• **TASK DESCRIPTION**: Show all lines of the listing that hold the word "AnalyzerConfig".

• **GIVEN DATA**:
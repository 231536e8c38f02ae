//! Index construction tests: tokenization policy as seen in the record.

use docsieve::analyzer::AnalyzerConfig;
use docsieve::index::{build_record, BuildOptions};
use docsieve::types::{DocId, Posting};

use crate::common::{assert_record_well_formed, make_doc};

fn build(title: &str, text: &str) -> docsieve::IndexRecord {
    let record = build_record(&[make_doc("page", title, text)], &BuildOptions::default()).unwrap();
    assert_record_well_formed(&record);
    record
}

fn has_term(record: &docsieve::IndexRecord, term: &str) -> bool {
    record.terms.contains_key(term) || record.titleterms.contains_key(term)
}

#[test]
fn test_html_markup_is_not_indexed() {
    let record = build("Intro", "wraps <em>SciKit-GStat</em> &amp; <a href=\"x.html\">GSTools</a>");
    assert!(has_term(&record, "gstat"));
    assert!(has_term(&record, "scikit"));
    assert!(has_term(&record, "gstool"));
    assert!(!has_term(&record, "em"));
    assert!(!has_term(&record, "amp"));
    assert!(!has_term(&record, "href"));
}

#[test]
fn test_rest_markup_is_not_indexed() {
    let record = build(
        "Toolboxes",
        ".. autosummary:: variogram\n\nSee :func:`hydrobox.geostat.variogram`.",
    );
    assert!(has_term(&record, "variogram"));
    assert!(has_term(&record, "geostat"));
    assert!(!has_term(&record, "autosummari"));
    assert!(!has_term(&record, "autosummary"));
    assert!(!has_term(&record, "func"));
}

#[test]
fn test_identifiers_stay_whole() {
    let record = build("Parameters", "bin_func and dist_func select lags");
    assert!(has_term(&record, "bin_func"));
    assert!(has_term(&record, "dist_func"));
    assert!(!has_term(&record, "bin"));
}

#[test]
fn test_stop_words_dropped() {
    let record = build("The Variogram", "the variogram of a field");
    assert!(!has_term(&record, "the"));
    assert!(!has_term(&record, "of"));
    assert!(!has_term(&record, "a"));
    assert!(record.titleterms.contains_key("variogram"));
}

#[test]
fn test_diacritics_folded() {
    let record = build("Mälicke", "naïve kriging");
    assert!(record.titleterms.contains_key("malick"));
    assert!(has_term(&record, "naiv"));
}

#[test]
fn test_analyzer_policy_is_recorded() {
    let options = BuildOptions {
        analyzer: AnalyzerConfig {
            stem: false,
            stop_words: true,
            min_term_len: 3,
        },
        ..BuildOptions::default()
    };
    let record = build_record(&[make_doc("p", "Kriging", "ok kriging grids")], &options).unwrap();

    assert_eq!(record.analyzer, options.analyzer);
    assert!(record.titleterms.contains_key("kriging"));
    assert!(record.terms.contains_key("grids"));
    assert!(!record.terms.contains_key("ok"));
}

#[test]
fn test_title_and_body_split() {
    let record = build_record(
        &[
            make_doc("a", "Ordinary Kriging", "kriging on a grid"),
            make_doc("b", "Grids", "simple kriging"),
        ],
        &BuildOptions::default(),
    )
    .unwrap();

    // "krige" is in doc a's title: both occurrences land in titleterms.
    assert_eq!(record.titleterms["krige"], vec![Posting(DocId(0), 2)]);
    assert_eq!(record.terms["krige"], vec![Posting(DocId(1), 1)]);
    assert_eq!(record.doc_freq("krige"), 2);
    assert_eq!(record.titleterms["grid"], vec![Posting(DocId(1), 1)]);
    assert_eq!(record.terms["grid"], vec![Posting(DocId(0), 1)]);
}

• **ANSWER BOX**:
use docsieve::analyzer::AnalyzerConfig;
        analyzer: AnalyzerConfig {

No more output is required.